Sunday, September 30, 2007
Nattvardsgästerna (Ingmar Bergman, 1962) aka Winter Light
Winter Light (Ingmar Bergman, 1962)
Algot Frövik, Sexton: The passion of Christ, his suffering... Wouldn't you say the focus on his suffering is all wrong?
Tomas Ericsson, Pastor: What do you mean?
Algot Frövik, Sexton: This emphasis on physical pain. It couldn't have been all that bad. It may sound presumptuous of me - but in my humble way, I've suffered as much physical pain as Jesus. And his torments were rather brief. Lasting some four hours, I gather? I feel that he was tormented far worse on an other level. Maybe I've got it all wrong. But just think of Gethsemane, Vicar. Christ's disciples fell asleep. They hadn't understood the meaning of the last supper, or anything. And when the servants of the law appeared, they ran away. And Peter denied him. Christ had known his disciples for three years. They'd lived together day in and day out - but they never grasped what he meant. They abandoned him, to the last man. And he was left alone. That must have been painful. Realizing that no one understands.

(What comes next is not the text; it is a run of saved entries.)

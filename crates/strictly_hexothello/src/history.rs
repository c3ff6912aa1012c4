//! Move history for undo.
//!
//! Snapshot 0 is the opening position; snapshot `n` is the state after the
//! `n`th accepted move. Undo drops the latest snapshot and there is no redo.

use crate::error::{GameError, GameErrorKind};
use crate::game::GameState;
use derive_getters::Getters;
use serde::{Deserialize, Serialize};
use tracing::{debug, instrument};

/// A deep copy of the game state at one step.
#[derive(Debug, Clone, PartialEq, Eq, Getters, Serialize, Deserialize)]
pub struct Snapshot {
    /// Step number, 0 for the opening.
    step: usize,
    /// State at that step.
    state: GameState,
}

/// Ordered snapshots, oldest first.
#[derive(Debug, Clone, PartialEq, Eq, Serialize, Deserialize)]
pub struct History {
    snapshots: Vec<Snapshot>,
}

impl History {
    /// Starts a history at the opening position.
    #[instrument(skip(initial))]
    pub fn new(initial: &GameState) -> Self {
        Self {
            snapshots: vec![Snapshot {
                step: 0,
                state: initial.clone(),
            }],
        }
    }

    /// Current step number.
    pub fn step(&self) -> usize {
        self.snapshots.len().saturating_sub(1)
    }

    /// The most recent snapshot.
    pub fn current(&self) -> Option<&Snapshot> {
        self.snapshots.last()
    }

    /// All snapshots, oldest first.
    pub fn snapshots(&self) -> &[Snapshot] {
        &self.snapshots
    }

    /// Appends a snapshot of `state` and returns its step number.
    #[instrument(skip(self, state))]
    pub fn record(&mut self, state: &GameState) -> usize {
        let step = self.snapshots.len();
        self.snapshots.push(Snapshot {
            step,
            state: state.clone(),
        });
        debug!(step, "Recorded snapshot");
        step
    }

    /// Discards the latest snapshot and returns the state now current.
    ///
    /// # Errors
    ///
    /// Returns `AtInitialState` if only the opening snapshot remains.
    #[instrument(skip(self), fields(step = self.step()))]
    pub fn undo(&mut self) -> Result<&GameState, GameError> {
        if self.snapshots.len() <= 1 {
            return Err(GameError::new(GameErrorKind::AtInitialState));
        }
        self.snapshots.pop();
        self.snapshots
            .last()
            .map(|snapshot| &snapshot.state)
            .ok_or_else(|| GameError::new(GameErrorKind::AtInitialState))
    }
}
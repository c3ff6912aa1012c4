//! Game state machine.
//!
//! [`GameSetup`] builds the opening position. [`Game`] owns the live
//! [`GameState`] and is its only mutator: accepted moves flip pieces, update
//! counts, rotate the turn past players with no legal move, and record a
//! snapshot when history is enabled.

use crate::action::{Move, MoveReport};
use crate::board::Board;
use crate::contracts::{Contract, MoveContract, check_move};
use crate::error::{GameError, GameErrorKind};
use crate::history::History;
use crate::scores::PieceCounts;
use crate::types::{Cell, CellState, Player};
use serde::{Deserialize, Serialize};
use std::collections::BTreeSet;
use tracing::{debug, info, instrument};

/// Seed pieces placed before the first move, three per player.
pub const STANDARD_OPENING: [(Cell, Player); 9] = [
    (Cell::new(0, 0), Player::Black),
    (Cell::new(-1, 2), Player::Black),
    (Cell::new(0, -1), Player::Black),
    (Cell::new(1, -1), Player::White),
    (Cell::new(2, -1), Player::White),
    (Cell::new(0, -2), Player::White),
    (Cell::new(1, 0), Player::Red),
    (Cell::new(0, 1), Player::Red),
    (Cell::new(3, -1), Player::Red),
];

/// Creates a game with the standard opening, Black to move.
///
/// # Errors
///
/// Returns `BoardTooSmall` if the opening does not fit (radius below 2).
#[instrument]
pub fn new_game(radius: u16, history_enabled: bool) -> Result<Game, GameError> {
    GameSetup::new(radius)
        .with_history(history_enabled)
        .standard_opening()?
        .start(Player::Black)
}

// ─────────────────────────────────────────────────────────────
//  State
// ─────────────────────────────────────────────────────────────

/// Board, piece counts and the player to move.
#[derive(Debug, Clone, PartialEq, Eq, Serialize, Deserialize)]
pub struct GameState {
    pub(crate) board: Board,
    pub(crate) counts: PieceCounts,
    pub(crate) to_move: Player,
}

impl GameState {
    /// Returns the board.
    pub fn board(&self) -> &Board {
        &self.board
    }

    /// Returns the piece counts.
    pub fn counts(&self) -> &PieceCounts {
        &self.counts
    }

    /// Returns the player to move.
    pub fn to_move(&self) -> Player {
        self.to_move
    }

    /// Every cell where `player` may legally place.
    #[instrument(level = "trace", skip(self))]
    pub fn legal_moves_for(&self, player: Player) -> BTreeSet<Cell> {
        self.board
            .empty_cells()
            .filter(|cell| check_move(&self.board, &self.counts, *cell, player).is_ok())
            .collect()
    }

    /// Checks whether `player` has at least one legal placement.
    pub fn has_legal_move(&self, player: Player) -> bool {
        self.board
            .empty_cells()
            .any(|cell| check_move(&self.board, &self.counts, cell, player).is_ok())
    }

    /// True when the board is full or nobody can move.
    pub fn is_game_over(&self) -> bool {
        self.board.is_full() || Player::ALL.iter().all(|p| !self.has_legal_move(*p))
    }

    /// Places the mover's piece and flips `captured`. Does not validate.
    fn place(&mut self, action: Move, captured: &[Cell]) {
        self.counts = self.counts.after_move(&self.board, action.player, captured);
        let piece = CellState::Occupied(action.player);
        for cell in std::iter::once(&action.position).chain(captured) {
            self.board.set(*cell, piece);
        }
    }

    /// Passes the turn along until someone with a legal move is found.
    ///
    /// Returns the players passed over. Nothing moves once the game is over.
    fn settle_turn(&mut self) -> Vec<Player> {
        let mut skipped = Vec::new();
        if self.is_game_over() {
            return skipped;
        }
        while !self.has_legal_move(self.to_move) {
            info!(player = %self.to_move, "No legal moves, skipping turn");
            skipped.push(self.to_move);
            self.to_move = self.to_move.next();
        }
        skipped
    }
}

// ─────────────────────────────────────────────────────────────
//  Setup Phase
// ─────────────────────────────────────────────────────────────

/// Game in setup phase: an empty board waiting for its opening pieces.
#[derive(Debug, Clone)]
pub struct GameSetup {
    board: Board,
    history_enabled: bool,
}

impl GameSetup {
    /// Creates an empty board of the given radius, history disabled.
    #[instrument]
    pub fn new(radius: u16) -> Self {
        Self {
            board: Board::new(radius),
            history_enabled: false,
        }
    }

    /// Turns history recording on or off.
    pub fn with_history(mut self, enabled: bool) -> Self {
        self.history_enabled = enabled;
        self
    }

    /// Returns the board built so far.
    pub fn board(&self) -> &Board {
        &self.board
    }

    /// Puts a piece on `cell`, replacing whatever was there.
    ///
    /// # Errors
    ///
    /// Returns `BoardTooSmall` if `cell` is off the board.
    #[instrument(skip(self))]
    pub fn place(mut self, cell: Cell, player: Player) -> Result<Self, GameError> {
        match self.board.set(cell, CellState::Occupied(player)) {
            Some(_) => Ok(self),
            None => Err(GameError::new(GameErrorKind::BoardTooSmall {
                radius: self.board.radius(),
                cell,
            })),
        }
    }

    /// Places the [`STANDARD_OPENING`] pieces.
    ///
    /// # Errors
    ///
    /// Returns `BoardTooSmall` naming the first seed cell that does not fit.
    pub fn standard_opening(self) -> Result<Self, GameError> {
        STANDARD_OPENING
            .into_iter()
            .try_fold(self, |setup, (cell, player)| setup.place(cell, player))
    }

    /// Starts the game with `first_player` to move (consumes setup).
    ///
    /// If `first_player` has no legal move the turn passes on at once, as it
    /// would after any move.
    ///
    /// # Errors
    ///
    /// Returns `PlayerMissing` if some player has no piece on the board.
    #[instrument(skip(self))]
    pub fn start(self, first_player: Player) -> Result<Game, GameError> {
        let counts = PieceCounts::from_board(&self.board);
        if let Some(player) = counts.missing_player() {
            return Err(GameError::new(GameErrorKind::PlayerMissing(player)));
        }

        let mut state = GameState {
            board: self.board,
            counts,
            to_move: first_player,
        };
        let skipped = state.settle_turn();
        let history = self.history_enabled.then(|| History::new(&state));

        info!(
            radius = state.board.radius(),
            cells = state.board.len(),
            to_move = %state.to_move,
            history = self.history_enabled,
            "Game started"
        );
        Ok(Game {
            state,
            history,
            opening_skips: skipped,
        })
    }
}

// ─────────────────────────────────────────────────────────────
//  Running Game
// ─────────────────────────────────────────────────────────────

/// A game in progress (or finished), with optional undo history.
#[derive(Debug, Clone)]
pub struct Game {
    state: GameState,
    history: Option<History>,
    opening_skips: Vec<Player>,
}

impl Game {
    /// Returns the live state.
    pub fn state(&self) -> &GameState {
        &self.state
    }

    /// Returns the board, for rendering.
    pub fn board(&self) -> &Board {
        &self.state.board
    }

    /// Returns the player to move.
    pub fn current_player(&self) -> Player {
        self.state.to_move
    }

    /// Current scores, one per player.
    pub fn scores(&self) -> PieceCounts {
        self.state.counts
    }

    /// Players passed over when the game started.
    pub fn opening_skips(&self) -> &[Player] {
        &self.opening_skips
    }

    /// Returns the history, if recording is enabled.
    pub fn history(&self) -> Option<&History> {
        self.history.as_ref()
    }

    /// Every cell where `player` may legally place.
    pub fn legal_moves_for(&self, player: Player) -> BTreeSet<Cell> {
        self.state.legal_moves_for(player)
    }

    /// Legal placements for the player to move.
    pub fn legal_moves(&self) -> BTreeSet<Cell> {
        self.state.legal_moves_for(self.state.to_move)
    }

    /// Checks whether the player to move may place at `position`.
    pub fn is_legal(&self, position: Cell) -> bool {
        check_move(&self.state.board, &self.state.counts, position, self.state.to_move).is_ok()
    }

    /// True when the board is full or nobody can move.
    pub fn is_game_over(&self) -> bool {
        self.state.is_game_over()
    }

    /// Winner of a finished game; ties go to the earliest player in turn order.
    pub fn winner(&self) -> Option<Player> {
        if self.is_game_over() {
            self.state.counts.winner()
        } else {
            None
        }
    }

    /// Places a piece for the player to move.
    ///
    /// On success the captured pieces are flipped, counts updated, the turn
    /// passes to the next player able to move, and a snapshot is recorded
    /// when history is enabled.
    ///
    /// # Errors
    ///
    /// Returns `IllegalMove` and leaves the game untouched if the placement
    /// is off the board, occupied, captures nothing, or would eliminate a
    /// player.
    #[instrument(skip(self), fields(player = %self.state.to_move))]
    pub fn apply_move(&mut self, position: Cell) -> Result<MoveReport, GameError> {
        let action = Move::new(self.state.to_move, position);
        let captured = MoveContract::pre(&self.state, &action).map_err(|reason| {
            debug!(%reason, "Move rejected");
            GameError::from(reason)
        })?;

        let before = self.state.clone();
        self.state.place(action, &captured);

        if cfg!(debug_assertions)
            && let Err(err) = MoveContract::post(&before, &self.state)
        {
            self.state = before;
            return Err(err);
        }

        self.state.to_move = action.player.next();
        let skipped = self.state.settle_turn();
        let step = self.history.as_mut().map(|history| history.record(&self.state));

        debug!(%action, captured = captured.len(), next = %self.state.to_move, "Move applied");
        if self.is_game_over() {
            info!(scores = %self.state.counts, "Game over");
        }

        Ok(MoveReport::new(action, captured, skipped, self.state.to_move, step))
    }

    /// Steps back to the state before the last move.
    ///
    /// # Errors
    ///
    /// Returns `NoHistory` if recording is disabled, or `AtInitialState` at
    /// step 0. The game is unchanged on error.
    #[instrument(skip(self))]
    pub fn undo(&mut self) -> Result<(), GameError> {
        let history = self
            .history
            .as_mut()
            .ok_or_else(|| GameError::new(GameErrorKind::NoHistory))?;
        self.state = history.undo()?.clone();
        info!(step = history.step(), to_move = %self.state.to_move, "Undid last move");
        Ok(())
    }
}

#[cfg(test)]
mod tests {
    use super::*;

    #[test]
    fn test_opening_layout() {
        let game = new_game(3, true).expect("standard game");
        assert_eq!(game.current_player(), Player::Black);
        for player in Player::ALL {
            assert_eq!(game.scores().get(player), 3);
        }
        assert_eq!(game.board().owner(Cell::new(3, -1)), Some(Player::Red));
        assert!(game.opening_skips().is_empty());
        assert_eq!(game.history().map(History::step), Some(0));
    }

    #[test]
    fn test_opening_requires_radius_two() {
        assert!(new_game(2, false).is_ok());
        let err = new_game(1, false).unwrap_err();
        assert!(matches!(err.kind(), GameErrorKind::BoardTooSmall { radius: 1, .. }));
        assert!(new_game(0, false).is_err());
    }

    #[test]
    fn test_start_rejects_missing_player() {
        let err = GameSetup::new(2)
            .place(Cell::new(0, 0), Player::Black)
            .and_then(|setup| setup.place(Cell::new(1, 0), Player::Red))
            .and_then(|setup| setup.start(Player::Black))
            .unwrap_err();
        assert_eq!(err.kind(), &GameErrorKind::PlayerMissing(Player::White));
    }

    #[test]
    fn test_turn_rotates_in_fixed_order() {
        let mut game = new_game(3, false).expect("standard game");
        let report = game.apply_move(Cell::new(0, -3)).expect("legal move");
        assert_eq!(*report.next_player(), Player::White);
        assert!(report.skipped().is_empty());
        assert_eq!(*report.step(), None);
    }

    #[test]
    fn test_legal_moves_for_opening() {
        let game = new_game(3, false).expect("standard game");
        let expected: BTreeSet<Cell> = [(0, -3), (0, 2), (2, -2), (2, 0), (3, -2), (4, -1)]
            .into_iter()
            .map(Cell::from)
            .collect();
        assert_eq!(game.legal_moves_for(Player::Black), expected);
        assert_eq!(game.legal_moves(), expected);
        assert!(game.is_legal(Cell::new(2, 0)));
        assert!(!game.is_legal(Cell::new(-1, -1)));
    }

    #[test]
    fn test_winner_only_when_over() {
        let game = new_game(3, false).expect("standard game");
        assert!(!game.is_game_over());
        assert_eq!(game.winner(), None);
    }
}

To be abandoned when you need someone to rely on - that must be excruciatingly painful. But the worse was yet to come. When Jesus was nailed to the cross - and hung there in torment - he cried out - "God, my God!" "Why hast thou forsaken me?" He cried out as loud as he could. He thought that his heavenly father had abandoned him. He believed everything he'd ever preached was a lie. The moments before he died, Christ was seized by doubt. Surely that must have been his greatest hardship? God's silence.